If an auto mechanic was to give you an estimate to change an alternator on your car, would you know if the rate was a reasonable one, or if he or she was potentially trying to rip you off? Or how about the price to change an air-conditioning sensor, or a tie-rod end, or evaporative emissions sensor? Most of have no clue what most of these things are, so how are we supposed to know how long it takes to change one or what the cost of these things are? It is ignorance like this that allows auto mechanics to take advantage and over charge us.

So how can we ensure that this doesn’t happen to us, and make sure anything that we’re charge for is actually done with legitimate components?

Believe me when I say this can happen with any auto mechanic, and not just with mobile mechanics who have the ability to carry out a repair and never be tracked down, since there is no physical address for them to be located at.

Here’s an example of a real-life example. A customer brought her Audi to an authorized Audi dealership for a basic timing belt maintenance service. The cost for this service averages at about $1575 at the dealership level, (this would include water pump, pulleys, etc) and about $1275 at the independent service center level.

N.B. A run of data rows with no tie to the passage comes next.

//! In-process stand-ins for the external compiler and worker.
//!
//! `FixtureCompiler` resolves imports through the merged manifest the engine
//! writes, so missing source directories or modules fail the build the way a
//! real compiler would. View files carry their rendered output as comment
//! directives:
//!
//! ```text
//! module UsersView exposing (view, context)
//! -- html: <p>Hello {simpleName}</p>
//! -- requires: simpleName
//! -- delay-ms: 50
//! -- crash
//! ```
//!
//! The artifact is JSON that `FixtureRuntime` loads and serves.

#![allow(dead_code)]

use std::{
    collections::{BTreeMap, BTreeSet},
    path::{Path, PathBuf},
    sync::{
        Arc,
        atomic::{AtomicUsize, Ordering},
    },
    time::Duration,
};

use async_trait::async_trait;
use serde::{Deserialize, Serialize};
use serde_json::{Value, json};
use tempfile::TempDir;
use tokio::sync::{Notify, mpsc};
use vista::{
    Collaborators, EngineOptions, ViewEngine,
    application::collaborators::{
        CompilerError, ViewCompiler, WorkerLoadError, WorkerPorts, WorkerRuntime,
    },
    domain::{Manifest, ViewRequest, ViewResponse},
    infra::template::AskamaEntryTemplate,
};

const PACKAGE_PREFIXES: [&str; 5] = ["Html", "Json", "Platform", "ServerSide", "Dict"];

#[derive(Debug, Clone, Default, Serialize, Deserialize)]
pub struct FixtureView {
    pub module: String,
    pub html: String,
    #[serde(default)]
    pub requires: Vec<String>,
    #[serde(default)]
    pub delay_ms: u64,
    #[serde(default)]
    pub crash: bool,
}

#[derive(Debug, Clone, Default, Serialize, Deserialize)]
pub struct FixtureArtifact {
    pub ports: Vec<String>,
    pub views: BTreeMap<String, FixtureView>,
}

impl FixtureArtifact {
    pub fn read(path: &Path) -> Self {
        let raw = std::fs::read_to_string(path).expect("read artifact");
        serde_json::from_str(&raw).expect("parse artifact")
    }

    /// Replace the artifact in one rename so watchers never see a partial file.
    pub fn write(&self, path: &Path) {
        let raw = serde_json::to_string_pretty(self).expect("encode artifact");
        replace_file(path, &raw);
    }
}

pub fn replace_file(path: &Path, contents: &str) {
    let staging = path.with_extension("staging");
    std::fs::write(&staging, contents).expect("write staging file");
    std::fs::rename(&staging, path).expect("rename into place");
}

/// Compiler double. Optionally blocks until released so tests can observe
/// the engine mid-compilation.
#[derive(Default)]
pub struct FixtureCompiler {
    pub runs: AtomicUsize,
    gate: Option<Arc<Notify>>,
    started: Arc<Notify>,
}

impl FixtureCompiler {
    pub fn gated() -> (Self, Arc<Notify>, Arc<Notify>) {
        let gate = Arc::new(Notify::new());
        let started = Arc::new(Notify::new());
        (
            Self {
                runs: AtomicUsize::new(0),
                gate: Some(Arc::clone(&gate)),
                started: Arc::clone(&started),
            },
            gate,
            started,
        )
    }
}

#[async_trait]
impl ViewCompiler for FixtureCompiler {
    async fn compile(&self, entry: &Path, working_dir: &Path) -> Result<String, CompilerError> {
        self.runs.fetch_add(1, Ordering::SeqCst);
        self.started.notify_one();
        if let Some(gate) = &self.gate {
            gate.notified().await;
        }

        let manifest_raw = std::fs::read_to_string(working_dir.join("elm-package.json"))
            .map_err(CompilerError::Io)?;
        let manifest = Manifest::from_json(&manifest_raw)
            .map_err(|err| CompilerError::Rejected(err.to_string()))?;
        let source_dirs: Vec<PathBuf> = manifest
            .source_directories
            .iter()
            .map(|dir| working_dir.join(dir))
            .collect();

        let entry_source = std::fs::read_to_string(entry).map_err(CompilerError::Io)?;
        let mut visited = BTreeSet::new();
        check_imports(&entry_source, &source_dirs, &mut visited)?;

        let mut views = BTreeMap::new();
        for (label, module) in dispatch_cases(&entry_source) {
            let source = resolve_module(&module, &source_dirs)
                .ok_or_else(|| CompilerError::Rejected(format!("I cannot find module '{module}'")))?;
            views.insert(label, parse_view(&module, &source));
        }

        let artifact = FixtureArtifact {
            ports: vec!["getView".into(), "receiveHtml".into()],
            views,
        };
        serde_json::to_string_pretty(&artifact).map_err(|err| CompilerError::Rejected(err.to_string()))
    }
}

fn imports(source: &str) -> Vec<String> {
    source
        .lines()
        .filter_map(|line| line.strip_prefix("import "))
        .filter_map(|rest| rest.split_whitespace().next())
        .map(String::from)
        .collect()
}

fn check_imports(
    source: &str,
    source_dirs: &[PathBuf],
    visited: &mut BTreeSet<String>,
) -> Result<(), CompilerError> {
    for module in imports(source) {
        let root = module.split('.').next().unwrap_or_default();
        if PACKAGE_PREFIXES.contains(&root) || !visited.insert(module.clone()) {
            continue;
        }
        let imported = resolve_module(&module, source_dirs)
            .ok_or_else(|| CompilerError::Rejected(format!("I cannot find module '{module}'")))?;
        check_imports(&imported, source_dirs, visited)?;
    }
    Ok(())
}

/// Find a module by its path-derived location, or by a header declaring it
/// directly inside a source directory.
fn resolve_module(module: &str, source_dirs: &[PathBuf]) -> Option<String> {
    let relative = format!("{}.elm", module.replace('.', "/"));
    for dir in source_dirs {
        if let Ok(source) = std::fs::read_to_string(dir.join(&relative)) {
            return Some(source);
        }
    }
    let header = format!("module {module} ");
    for dir in source_dirs {
        let Ok(entries) = std::fs::read_dir(dir) else {
            continue;
        };
        for entry in entries.flatten() {
            if let Ok(source) = std::fs::read_to_string(entry.path()) {
                if source.starts_with(&header) {
                    return Some(source);
                }
            }
        }
    }
    None
}

/// Label → module pairs of the generated `renderView` dispatch.
fn dispatch_cases(entry_source: &str) -> Vec<(String, String)> {
    let lines: Vec<&str> = entry_source.lines().map(str::trim).collect();
    lines
        .windows(2)
        .filter_map(|pair| {
            let label = pair[0].strip_suffix(" ->")?.strip_prefix('"')?.strip_suffix('"')?;
            let module = pair[1]
                .strip_prefix("decodeAndRender ")?
                .split_whitespace()
                .next()?
                .strip_suffix(".context")?;
            Some((label.to_string(), module.to_string()))
        })
        .collect()
}

fn parse_view(module: &str, source: &str) -> FixtureView {
    let mut view = FixtureView {
        module: module.to_string(),
        ..FixtureView::default()
    };
    for line in source.lines() {
        let Some(directive) = line.strip_prefix("-- ") else {
            continue;
        };
        if let Some(html) = directive.strip_prefix("html: ") {
            view.html = html.to_string();
        } else if let Some(field) = directive.strip_prefix("requires: ") {
            view.requires.push(field.trim().to_string());
        } else if let Some(delay) = directive.strip_prefix("delay-ms: ") {
            view.delay_ms = delay.trim().parse().unwrap_or_default();
        } else if directive.trim() == "crash" {
            view.crash = true;
        }
    }
    view
}

/// Worker double serving a [`FixtureArtifact`]. Each request is answered
/// from its own task after the view's delay, so responses can overtake
/// each other.
#[derive(Default)]
pub struct FixtureRuntime {
    pub starts: AtomicUsize,
    pub requests: Arc<AtomicUsize>,
}

#[async_trait]
impl WorkerRuntime for FixtureRuntime {
    async fn start(&self, artifact: &Path) -> Result<WorkerPorts, WorkerLoadError> {
        let raw = tokio::fs::read_to_string(artifact)
            .await
            .map_err(WorkerLoadError::Unreadable)?;
        let compiled: FixtureArtifact = serde_json::from_str(&raw)
            .map_err(|err| WorkerLoadError::InvalidShape(err.to_string()))?;
        for port in ["getView", "receiveHtml"] {
            if !compiled.ports.iter().any(|declared| declared == port) {
                return Err(WorkerLoadError::MissingPort(port.to_string()));
            }
        }
        self.starts.fetch_add(1, Ordering::SeqCst);

        let (get_view, mut requests) = mpsc::unbounded_channel::<ViewRequest>();
        let (responses, receive_html) = mpsc::unbounded_channel();
        let views = Arc::new(compiled.views);
        let counter = Arc::clone(&self.requests);

        tokio::spawn(async move {
            while let Some(request) = requests.recv().await {
                counter.fetch_add(1, Ordering::SeqCst);
                let view = views.get(&request.view_name).cloned();
                if view.as_ref().is_some_and(|view| view.crash) {
                    break;
                }
                let responses = responses.clone();
                tokio::spawn(async move {
                    let delay = view.as_ref().map_or(0, |view| view.delay_ms);
                    if delay > 0 {
                        tokio::time::sleep(Duration::from_millis(delay)).await;
                    }
                    let _ = responses.send(answer(&request, view.as_ref()));
                });
            }
        });

        Ok(WorkerPorts {
            get_view,
            receive_html,
        })
    }
}

fn answer(request: &ViewRequest, view: Option<&FixtureView>) -> ViewResponse {
    let Some(view) = view else {
        return ViewResponse::error(
            request.id,
            format!("View was not found: {}", request.view_name),
        );
    };

    let mut html = view.html.clone();
    for field in &view.requires {
        let Some(value) = request.context.get(field) else {
            return ViewResponse::error(
                request.id,
                format!("Invalid context for this view: Expecting an object with a field named `{field}`"),
            );
        };
        let text = match value {
            Value::String(text) => text.clone(),
            other => other.to_string(),
        };
        html = html.replace(&format!("{{{field}}}"), &text);
    }
    ViewResponse::html(request.id, html)
}

/// A host project on disk with a views directory and an external source
/// directory the views import from.
pub struct Project {
    pub root: TempDir,
}

impl Project {
    pub fn new() -> Self {
        let root = TempDir::new().expect("project dir");
        let project = Self { root };

        project.write(
            "elm-package.json",
            &json!({
                "version": "1.0.0",
                "summary": "fixture",
                "source-directories": ["views", "external_views"],
                "dependencies": {
                    "elm-lang/core": "5.0.0 <= v < 6.0.0",
                    "NoRedInk/elm-decode-pipeline": "3.0.0 <= v < 4.0.0"
                },
                "elm-version": "0.18.0 <= v < 0.19.0"
            })
            .to_string(),
        );
        project.write(
            "external_views/Shared/Layout.elm",
            "module Shared.Layout exposing (wrap)\n\nimport Html exposing (Html)\n",
        );
        project.write(
            "views/UsersView.elm",
            "module UsersView exposing (view, context)\n-- html: <ul><li>Ada</li><li>Grace</li></ul>\n\nimport Html exposing (..)\nimport Shared.Layout\n",
        );
        project.write(
            "views/OtherView.elm",
            "module OtherView exposing (view, context)\n-- html: <p>Other</p>\n\nimport Html exposing (..)\n",
        );
        project.write(
            "views/HasContextView.elm",
            "module HasContextView exposing (view, context)\n-- html: <p>Hello {simpleName}</p>\n-- requires: simpleName\n\nimport Html exposing (..)\nimport Json.Decode exposing (..)\n",
        );
        project.write(
            "views/MultipartModule.elm",
            "module UI.MultipartModule exposing (view, context)\n-- html: <div>multipart</div>\n\nimport Html exposing (..)\n",
        );
        project.write(
            "views/SlowView.elm",
            "module SlowView exposing (view, context)\n-- html: <p>slow</p>\n-- delay-ms: 150\n\nimport Html exposing (..)\n",
        );
        project.write(
            "views/CrashView.elm",
            "module CrashView exposing (view, context)\n-- crash\n\nimport Html exposing (..)\n",
        );
        project.write("views/README.md", "not a view\n");
        project
    }

    pub fn path(&self) -> &Path {
        self.root.path()
    }

    pub fn views_dir(&self) -> PathBuf {
        self.path().join("views")
    }

    pub fn write(&self, relative: &str, contents: &str) {
        let path = self.path().join(relative);
        if let Some(parent) = path.parent() {
            std::fs::create_dir_all(parent).expect("create parent");
        }
        std::fs::write(path, contents).expect("write fixture file");
    }

    pub fn remove(&self, relative: &str) {
        std::fs::remove_file(self.path().join(relative)).expect("remove fixture file");
    }

    pub fn options(&self) -> EngineOptions {
        EngineOptions::new(self.views_dir(), self.path()).with_build_root(self.path().join("build"))
    }
}

pub struct Harness {
    pub project: Project,
    pub engine: Arc<ViewEngine>,
    pub compiler: Arc<FixtureCompiler>,
    pub runtime: Arc<FixtureRuntime>,
}

impl Harness {
    pub fn new() -> Self {
        Self::with_compiler(Project::new(), FixtureCompiler::default(), |options| options)
    }

    pub fn with_compiler(
        project: Project,
        compiler: FixtureCompiler,
        customize: impl FnOnce(EngineOptions) -> EngineOptions,
    ) -> Self {
        let compiler = Arc::new(compiler);
        let runtime = Arc::new(FixtureRuntime::default());
        let engine = Arc::new(ViewEngine::new(
            customize(project.options()),
            Collaborators {
                compiler: compiler.clone(),
                template: Arc::new(AskamaEntryTemplate),
                runtime: runtime.clone(),
                engine_manifest: Manifest::engine_default(),
            },
        ));
        Self {
            project,
            engine,
            compiler,
            runtime,
        }
    }

    pub fn artifact_path(&self) -> PathBuf {
        self.engine.options().artifact_path()
    }
}

/// Poll `check` until it holds or the deadline passes.
pub async fn eventually<F, Fut>(mut check: F) -> bool
where
    F: FnMut() -> Fut,
    Fut: std::future::Future<Output = bool>,
{
    for _ in 0..100 {
        if check().await {
            return true;
        }
        tokio::time::sleep(Duration::from_millis(50)).await;
    }
    false
}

Yet the female left the dealership with a bill for $2025.68. So exactly what happened to cause this increased, and unexpected, higher price?

According to the invoice, there were no abnormal conditions, no problems noted by the technician, such as corrosion or other extenuating conditions that would have maybe enhanced the labor costs, or additional parts.

Simply put, it was a straight forward service, however the costs was $450.68 higher than it should have been. There is simply no legitimate need to have a disparity of over 30%.

So how can they get away with it? Simple really! They get away with it, just because they can!

If you think about it! When it comes to services, most of us rely upon the advice we get from the experts to be the absolute facts, and we simply accept it without questioning. How many times have you questioned your doctor’s diagnosis when you are sick? Or even gone back to the Internet to search up about your condition to see if the information that you’ve found relates to the issue? The same would be if we needed to get a technician to diagnose the health of our computers. And our cars are no different. We tend to trust the workshops we take our cars to for servicing and the mechanics who work on them. Why? Lethargy perhaps? A lack of understanding? Or more likely, a simple lack of time to carry out the investigation?

When the Audi customers repair will was assessed, it was found that she had been charged, at a rate of $100.00 per hour, an additional 4 hours of labor time, when the work had not been carried out. Add tax to this amount, and the over-payment was close to $500. And like most people, since she didn’t understand, the customer didn’t question the additional fee and just paid the bill.

The sad fact is that the motor vehicle trade has generally been over-charging for years. The facts are out there, and as frustrating as this is, there really are no easy solutions to stop this from happening.

It seems that no-one, not even the Better Business Bureau or government agencies can do anything to stop it. You would think that a reputable dealership would be beyond this, but sadly that isn’t the case!

So What Is The Solution?

The first thing to do is to make sure any repairs you have done come back with an itemized invoice. If you’re unsure on whether or not the invoice is fair, then you could always go to a couple of other mechanic workshops and ask for quotes to cover the exact work that has just been carried out. If you find there is a huge discrepancy, go back to the mechanic that carried out the work, and ask them to explain, and ask them to refund the difference, if they can’t give you a reasonable explanation. If they refuse, then you can always go ahead and complain to the Bureau of Better Business. However, a more immediate, and more effective retribution, might be to go online to leave a negative review of the business on the more popular third party review sites, such as Yelp or GoogleMyBusiness. You may not get any kind of refund, but you could stop others from going to this repair shop and experiencing the same problems as you did.